◆ Required action
Transcribe the following records in full, exactly as shown.

◆ Source material
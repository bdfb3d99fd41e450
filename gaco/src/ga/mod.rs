pub mod chromosome;
pub mod eval;
pub mod evolution;
pub mod operators;

pub use chromosome::Chromosome;
pub use evolution::GeneticOptimizer;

◆ Reply to the exercise
repository bdfb3d99fd41e450
filename gaco/src/ga/mod.rs
pub mod chromosome;
pub mod eval;
pub mod evolution;
pub mod operators;

pub use chromosome::Chromosome;
pub use evolution::GeneticOptimizer;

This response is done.